Schärfere Gesetze könnten die Überwachungsbefugnisse der Geheimdienste deutlich einschränken. Doch die Politik zögert, sie zu verabschieden.

Es war ein abgehörtes Handy, das Ende Oktober 2013 die Bundesregierung doch noch in Bewegung setzte. Allerdings nicht irgendein Handy: Die Kanzlerin höchstselbst war vom US-Geheimdienst NSA ausgespäht worden. Am 7. November legte Deutschland gemeinsam mit Brasilien der UN-Vollversammlung die Resolution "Right to Privacy in the Digital Age" vor. Da war die Debatte über den Überwachungsskandal, den Whistleblower Edward Snowden im Juni ausgelöst hatte, längst im Gange. Diskutiert wurde nicht nur, was die NSA technisch kann – sondern auch, ob das, was sie tut, rechtens ist.
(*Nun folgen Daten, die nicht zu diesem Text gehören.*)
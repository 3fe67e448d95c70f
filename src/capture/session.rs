//! Capture session
//!
//! A session pins one content window, redirects it, and keeps a shared image
//! buffer sized to the window as it was when the session opened. Each
//! [`CaptureSession::refresh`] copies the window's current pixmap into that
//! buffer in place.
//!
//! All operations block on the X server. There is no internal timer or thread;
//! callers that want a steady frame rate drive `refresh` from their own loop.

use super::backend::{CaptureBackend, CaptureGeometry, FrameMemory, PixelFormat};
use super::frame::{FrameView, RefreshStats};
use super::resolver::resolve_content_window;
use super::xshm::X11Backend;
use super::{CaptureError, PixmapId, Result, WindowId};
use log::{debug, info, warn};
use std::time::Instant;

/// Resources held while a session is open
struct ActiveCapture<B: CaptureBackend> {
    backend: B,

    /// Window passed to open
    requested: WindowId,

    /// Resolved content window, fixed for the session's life
    window: WindowId,

    /// Root window of the default screen
    root: WindowId,

    /// Geometry snapshot taken at open
    geometry: CaptureGeometry,

    /// Whether `window` was registered for redirection by this session
    redirected: bool,

    /// Pixmap named by the last open or refresh
    pixmap: Option<PixmapId>,

    /// Shared image memory, allocated once
    memory: Option<B::Memory>,

    /// Set after the first successful refresh
    refreshed: bool,

    stats: RefreshStats,
}

impl<B: CaptureBackend> ActiveCapture<B> {
    /// Run the open sequence, releasing everything acquired on failure
    fn acquire(backend: B, requested: WindowId) -> Result<Self> {
        let window = resolve_content_window(&backend, requested);

        let geometry = backend.query_geometry(window)?;
        debug!(
            "Window 0x{:x}: {}x{} depth {} stride {}",
            window, geometry.width, geometry.height, geometry.format.depth, geometry.stride
        );

        backend.check_redirection()?;

        let redirected = match backend.redirect(window) {
            Ok(()) => true,
            Err(e) => {
                warn!("Redirecting window 0x{:x} failed: {}", window, e);
                false
            }
        };

        let root = backend.root_window();
        let mut active = Self {
            backend,
            requested,
            window,
            root,
            geometry,
            redirected,
            pixmap: None,
            memory: None,
            refreshed: false,
            stats: RefreshStats::default(),
        };

        if let Err(e) = active.attach() {
            active.teardown();
            return Err(e);
        }
        Ok(active)
    }

    /// Name the initial pixmap and set up the shared image buffer
    fn attach(&mut self) -> Result<()> {
        self.pixmap = Some(self.backend.name_pixmap(self.window)?);
        self.memory = Some(self.backend.allocate(&self.geometry)?);
        Ok(())
    }

    fn refresh(&mut self) -> Result<()> {
        let actual = self.backend.window_size(self.window)?;
        let expected = self.geometry.dimensions();
        if actual != expected {
            return Err(CaptureError::GeometryMismatch { expected, actual });
        }

        let pixmap = self.backend.name_pixmap(self.window)?;
        if let Some(old) = self.pixmap.replace(pixmap) {
            self.backend.free_pixmap(old);
        }

        let memory = self.memory.as_mut().ok_or(CaptureError::NotOpen)?;
        if let Err(e) = self.backend.transfer(pixmap, &self.geometry, memory) {
            return Err(self.classify_transfer_error(e));
        }
        self.refreshed = true;
        Ok(())
    }

    /// A window that shrank after the size check fails the transfer as a
    /// stale target; report it as a size change instead
    fn classify_transfer_error(&self, err: CaptureError) -> CaptureError {
        if !matches!(err, CaptureError::StaleTarget(_)) {
            return err;
        }
        let expected = self.geometry.dimensions();
        match self.backend.window_size(self.window) {
            Ok(actual) if actual != expected => CaptureError::GeometryMismatch { expected, actual },
            _ => err,
        }
    }

    fn frame(&self) -> Option<FrameView<'_>> {
        if !self.refreshed {
            return None;
        }
        let memory = self.memory.as_ref()?;
        FrameView::new(
            memory.bytes(),
            self.geometry.width,
            self.geometry.height,
            self.geometry.stride,
            self.geometry.format,
        )
    }

    /// Release server- and client-side resources; the backend disconnects when dropped
    fn teardown(&mut self) {
        if let Some(memory) = self.memory.take() {
            self.backend.release(memory);
        }
        if let Some(pixmap) = self.pixmap.take() {
            self.backend.free_pixmap(pixmap);
        }
        if self.redirected {
            self.backend.unredirect(self.window);
            self.redirected = false;
        }
        self.refreshed = false;
    }
}

/// Capture session for a single window
///
/// Starts closed. [`open`](CaptureSession::open) moves it to the open state,
/// [`close`](CaptureSession::close) (or drop) back to closed. Accessors return
/// `None` while closed.
pub struct CaptureSession<B: CaptureBackend = X11Backend> {
    active: Option<ActiveCapture<B>>,
}

impl<B: CaptureBackend> CaptureSession<B> {
    /// Create a closed session
    pub const fn new() -> Self {
        Self { active: None }
    }

    /// Open a capture of `window` over an established backend connection
    ///
    /// On failure the session stays closed and the backend is dropped after
    /// everything acquired so far has been released.
    pub fn open_with(&mut self, backend: B, window: WindowId) -> Result<()> {
        if self.active.is_some() {
            return Err(CaptureError::AlreadyOpen);
        }

        let active = ActiveCapture::acquire(backend, window)?;
        info!(
            "Capturing window 0x{:x} (content window 0x{:x}) at {}x{}",
            active.requested, active.window, active.geometry.width, active.geometry.height
        );
        self.active = Some(active);
        Ok(())
    }

    /// Copy the window's current contents into the shared buffer
    ///
    /// Fails with [`CaptureError::NotOpen`] when closed, without touching any
    /// state. Other failures leave the session open and the previous frame in
    /// the buffer.
    pub fn refresh(&mut self) -> Result<()> {
        let active = self.active.as_mut().ok_or(CaptureError::NotOpen)?;

        let start = Instant::now();
        match active.refresh() {
            Ok(()) => {
                active.stats.record_refresh(start.elapsed().as_micros() as u64);
                Ok(())
            }
            Err(e) => {
                active.stats.record_failure();
                debug!("Refresh of window 0x{:x} failed: {}", active.window, e);
                Err(e)
            }
        }
    }

    /// View of the most recently refreshed frame
    ///
    /// `None` while closed and before the first successful refresh. The buffer
    /// address is the same for every frame of one session.
    pub fn buffer(&self) -> Option<FrameView<'_>> {
        self.active.as_ref()?.frame()
    }

    /// Width and height captured at open
    pub fn dimensions(&self) -> Option<(u32, u32)> {
        self.active.as_ref().map(|a| a.geometry.dimensions())
    }

    /// Bytes per buffer row
    pub fn stride(&self) -> Option<usize> {
        self.active.as_ref().map(|a| a.geometry.stride)
    }

    pub fn pixel_format(&self) -> Option<PixelFormat> {
        self.active.as_ref().map(|a| a.geometry.format)
    }

    /// Window actually being captured
    pub fn resolved_window(&self) -> Option<WindowId> {
        self.active.as_ref().map(|a| a.window)
    }

    pub fn root_window(&self) -> Option<WindowId> {
        self.active.as_ref().map(|a| a.root)
    }

    pub fn stats(&self) -> Option<RefreshStats> {
        self.active.as_ref().map(|a| a.stats)
    }

    pub fn is_open(&self) -> bool {
        self.active.is_some()
    }

    /// Release all resources and disconnect. Does nothing when already closed.
    pub fn close(&mut self) {
        if let Some(mut active) = self.active.take() {
            active.teardown();
            debug!("Closed capture of window 0x{:x}", active.window);
        }
    }
}

impl CaptureSession<X11Backend> {
    /// Connect to `display` (or `$DISPLAY`) and open a capture of `window`
    pub fn open(&mut self, display: Option<&str>, window: WindowId) -> Result<()> {
        if self.active.is_some() {
            return Err(CaptureError::AlreadyOpen);
        }
        let backend = X11Backend::connect(display)?;
        self.open_with(backend, window)
    }
}

impl<B: CaptureBackend> Default for CaptureSession<B> {
    fn default() -> Self {
        Self::new()
    }
}

impl<B: CaptureBackend> Drop for CaptureSession<B> {
    fn drop(&mut self) {
        self.close();
    }
}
Für viele Bürger war aus einem Bauchgefühl heraus sofort klar, dass das massenhafte Speichern von Kommunikationsdaten unmöglich legal sein kann. Für Juristen ist der Fall komplexer. "Es gibt keine spezifischen internationalen Rechtsnormen, die Spionage eindämmen oder regulieren", schreibt Anne Peters, Direktorin am Max-Planck-Institut für Ausländisches Recht und Völkerrecht in Heidelberg, in einer Analyse.

Das bedeutet jedoch nicht, dass die digitale Massenüberwachung automatisch erlaubt wäre. Das Recht eines Menschen auf Privatsphäre wird nicht nur von zahlreichen Verfassungen, sondern auch von diversen internationalen Abkommen als schützenswertes Grundrecht formuliert. Die beiden wichtigsten sind Artikel 12 der Allgemeinen Erklärung der Menschenrechte von 1948 und Artikel 17 des Internationalen Pakts über bürgerliche und politische Rechte (ICCPR) von 1966. Den ICCPR haben 1992 auch die USA ratifiziert, wenngleich unter Vorbehalt.

Einklagen lässt sich der Schutz der Privatsphäre bisher allerdings weder von Angela Merkel noch von den Millionen anderen Ausgespähten in aller Welt. Müssen sich die Bürger also in ihr Schicksal fügen? Nein, sagen Rechtsexperten, auch wenn sie sich uneinig sind, wie die Vertrauenskrise zu lösen wäre.

Carly Nyst, Chefjuristin von Privacy International, sieht in der Resolution, die im Dezember 2013 von der UN-Vollversammlung angenommen wurde, eine "kritische Bestätigung" der geltenden Rechtslage. "Wir brauchen keine neuen internationalen Rechtswerkzeuge", sagt Nyst. Aber man müsse überlegen, wie Betroffene die Überwacher zur Rechenschaft ziehen könnten, selbst wenn sie "eine halbe Erdumdrehung" von dem Ort entfernt seien, an dem ihre Daten abgezapft würden.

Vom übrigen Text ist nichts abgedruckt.